Current bus driver Nicole Williams said she has worked 28 years, and is currently based at the 103rd Street garage. "I think the CTA is more reactive than proactive with safety, and that's one of my biggest concerns," she said. "We go to work, we get robbed in CTA parking lots. But you all don't hear about that, because that's covered up. We get robbed at gunpoint, we get sick, and then we're forced to do things that we don't want to do, and we always get the blame. CTA will blame everything on the workers, like they said, 'Oh, we can't [provide service] because the workers don't want to come to work,' but the workers want to come to work. But under what conditions? So we have to be dead? You don't want a sick bus operator driving you, because that's going to cause a crash."
"And when [the managers] talk about 'ghost buses," they don't tell the truth about it, because they sit downtown at 567 [W. Lake St., the CTA headquarters] looking out the window, thinking," Williams added. "Why are there five or six busses traveling together?... Congestion is a big thing."

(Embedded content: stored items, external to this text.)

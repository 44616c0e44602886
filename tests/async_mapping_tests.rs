/// Async mapping, cancellation and bounded parallelism
///
/// Async calls cover sync registrations, cancellation propagates unwrapped
/// and collection fan-out respects the parallelism width.
/// Run with: cargo test --test async_mapping_tests
use std::sync::Arc;
use std::sync::atomic::{AtomicUsize, Ordering};
use std::time::Duration;

use dynamap::{MapError, MapperBuilder};
use tokio_util::sync::CancellationToken;

#[tokio::test]
async fn test_async_map_covers_sync_registrations() {
    let mapper = MapperBuilder::new()
        .maps(|m| m.new_map::<i32, String, _>(|n, _| Ok(n.map(|n| format!("#{n}")))))
        .build()
        .unwrap();

    let out = mapper.map_async::<i32, String>(Some(&7)).await.unwrap();
    assert_eq!(out.as_deref(), Some("#7"));
}

#[tokio::test]
async fn test_registered_async_map() {
    let mapper = MapperBuilder::new()
        .maps(|m| {
            m.async_new_map::<i32, String, _, _>(|n, _ctx| async move {
                tokio::time::sleep(Duration::from_millis(1)).await;
                Ok(n.map(|n| format!("async#{n}")))
            })
        })
        .build()
        .unwrap();

    let out = mapper.map_async::<i32, String>(Some(&3)).await.unwrap();
    assert_eq!(out.as_deref(), Some("async#3"));
}

#[tokio::test]
async fn test_async_registration_beats_sync_for_same_pair() {
    let mapper = MapperBuilder::new()
        .maps(|m| {
            m.new_map::<i32, String, _>(|n, _| Ok(n.map(|n| format!("sync#{n}"))))
                .async_new_map::<i32, String, _, _>(|n, _ctx| async move {
                    Ok(n.map(|n| format!("async#{n}")))
                })
        })
        .build()
        .unwrap();

    // The async call prefers the native async registration.
    let out = mapper.map_async::<i32, String>(Some(&1)).await.unwrap();
    assert_eq!(out.as_deref(), Some("async#1"));

    // The sync call only sees the sync one.
    let out: String = mapper.map(&1).unwrap();
    assert_eq!(out, "sync#1");
}

#[tokio::test]
async fn test_registered_async_merge() {
    let mapper = MapperBuilder::new()
        .maps(|m| {
            m.async_merge_map::<i32, Vec<i32>, _, _>(|n, d, _ctx| async move {
                let mut d = d.unwrap_or_default();
                if let Some(n) = n {
                    d.push(n);
                }
                Ok(Some(d))
            })
        })
        .build()
        .unwrap();

    let mut dest = Some(vec![1]);
    mapper
        .merge_async::<i32, Vec<i32>>(Some(&2), &mut dest)
        .await
        .unwrap();
    assert_eq!(dest, Some(vec![1, 2]));
}

#[tokio::test]
async fn test_async_merge_covers_sync_registration() {
    let mapper = MapperBuilder::new()
        .maps(|m| {
            m.merge_map::<i32, String, _>(|n, d, _| {
                Ok(match (n, d) {
                    (Some(n), Some(mut d)) => {
                        d.push_str(&format!("+{n}"));
                        Some(d)
                    }
                    (Some(n), None) => Some(n.to_string()),
                    (None, d) => d,
                })
            })
        })
        .build()
        .unwrap();

    let mut dest = Some(String::from("base"));
    mapper
        .merge_async::<i32, String>(Some(&5), &mut dest)
        .await
        .unwrap();
    assert_eq!(dest.as_deref(), Some("base+5"));
}

#[tokio::test]
async fn test_pre_cancelled_token_stops_the_call() {
    let mapper = MapperBuilder::new()
        .maps(|m| m.new_map::<i32, String, _>(|n, _| Ok(n.map(|n| n.to_string()))))
        .build()
        .unwrap();

    let token = CancellationToken::new();
    token.cancel();

    let err = mapper
        .map_async_with_token::<i32, String>(Some(&1), token)
        .await
        .unwrap_err();
    assert!(err.is_cancelled(), "got: {err}");
}

#[tokio::test]
async fn test_cancellation_observed_between_elements() {
    let seen = Arc::new(AtomicUsize::new(0));

    let mapper = MapperBuilder::new()
        .types(|t| {
            t.collection::<Vec<i32>>(|e| e.cloneable())
                .collection::<Vec<String>>(|e| e.cloneable())
        })
        .service(seen.clone())
        .maps(|m| {
            m.async_new_map::<i32, String, _, _>(|n, ctx| {
                let seen = ctx.service::<AtomicUsize>();
                if n == Some(2) {
                    ctx.cancellation().cancel();
                }
                async move {
                    if let Some(seen) = seen {
                        seen.fetch_add(1, Ordering::Relaxed);
                    }
                    Ok(n.map(|n| n.to_string()))
                }
            })
        })
        .build()
        .unwrap();

    let err = mapper
        .map_async::<Vec<i32>, Vec<String>>(Some(&vec![1, 2, 3, 4]))
        .await
        .unwrap_err();
    assert!(err.is_cancelled(), "got: {err}");

    // Elements after the cancellation point never ran.
    assert_eq!(seen.load(Ordering::Relaxed), 2);
}

struct Gauge {
    current: AtomicUsize,
    max: AtomicUsize,
}

impl Gauge {
    fn enter(&self) {
        let now = self.current.fetch_add(1, Ordering::SeqCst) + 1;
        self.max.fetch_max(now, Ordering::SeqCst);
    }
    fn exit(&self) {
        self.current.fetch_sub(1, Ordering::SeqCst);
    }
}

#[tokio::test]
async fn test_parallelism_is_bounded_and_keeps_order() {
    let gauge = Arc::new(Gauge {
        current: AtomicUsize::new(0),
        max: AtomicUsize::new(0),
    });

    let mapper = MapperBuilder::new()
        .types(|t| {
            t.collection::<Vec<i32>>(|e| e.cloneable())
                .collection::<Vec<String>>(|e| e.cloneable())
        })
        .parallelism(2)
        .service(gauge.clone())
        .maps(|m| {
            m.async_new_map::<i32, String, _, _>(|n, ctx| {
                let gauge = ctx.service::<Gauge>();
                async move {
                    if let Some(g) = &gauge {
                        g.enter();
                    }
                    tokio::time::sleep(Duration::from_millis(10)).await;
                    if let Some(g) = &gauge {
                        g.exit();
                    }
                    Ok(n.map(|n| format!("#{n}")))
                }
            })
        })
        .build()
        .unwrap();

    let out = mapper
        .map_async::<Vec<i32>, Vec<String>>(Some(&vec![1, 2, 3, 4, 5, 6]))
        .await
        .unwrap()
        .unwrap();

    // Results land in source order regardless of completion order.
    assert_eq!(out, vec!["#1", "#2", "#3", "#4", "#5", "#6"]);
    assert_eq!(gauge.max.load(Ordering::SeqCst), 2);
}

#[tokio::test]
async fn test_failing_element_surfaces_over_cancelled_siblings() {
    let mapper = MapperBuilder::new()
        .types(|t| {
            t.collection::<Vec<i32>>(|e| e.cloneable())
                .collection::<Vec<String>>(|e| e.cloneable())
        })
        .parallelism(2)
        .maps(|m| {
            m.async_new_map::<i32, String, _, _>(|n, _ctx| async move {
                if n == Some(3) {
                    anyhow::bail!("element 3 exploded");
                }
                tokio::time::sleep(Duration::from_millis(5)).await;
                Ok(n.map(|n| n.to_string()))
            })
        })
        .build()
        .unwrap();

    let err = mapper
        .map_async::<Vec<i32>, Vec<String>>(Some(&vec![1, 2, 3, 4, 5, 6]))
        .await
        .unwrap_err();

    assert!(
        matches!(err, MapError::CollectionFailure { .. }),
        "got: {err}"
    );
    assert!(!err.is_cancelled());
}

Aundra Thompson is a retired bus operator out of the 103rd Street garage, and a former union rep. "CTA used to be a good job," he said. "I am 59, and I left when I was 57. When I was 57 I had 34 years on the bus... And to be honest, it was really fun coming to work when I first started. I looked forward to going to work every day I was young. The CTA kind of looked out for their employees. When people wanted to quit when I first started, the managers would beg them to stay. Now it's a total flip. The managers get 100-something thousand a year, and their only job is to terrorize employees, to fire them, to make them uncomfortable. And it didn't used to be like that when I started."
"One of the reasons I left, because I was still was kind of young, was that I saw a death," Thompson shared. "I saw a person get killed, not on the bus, but they were minding their business on the street. They got killed in front of the bus, and then the person that hit and killed them started shooting. So that was a traumatic experience for me."
Erek Slater, a rep for Local 241 whom Eric Basir said "was unjustly fired multiple times," was the last speaker on the panel. "When you think about Chicago Transit Authority and Pace workers, really the working class in general, I actually want this in your mind. This is a pretty good cross section of maintenance workers, frontline bus operators, rail workers here, and you've got to be impressed. This is really an elite part of society. It is not downtrodden people who are just stepped on have no choice. And I think this is broadly true in the working class, but particularly in the case in Chicago Transit Authority."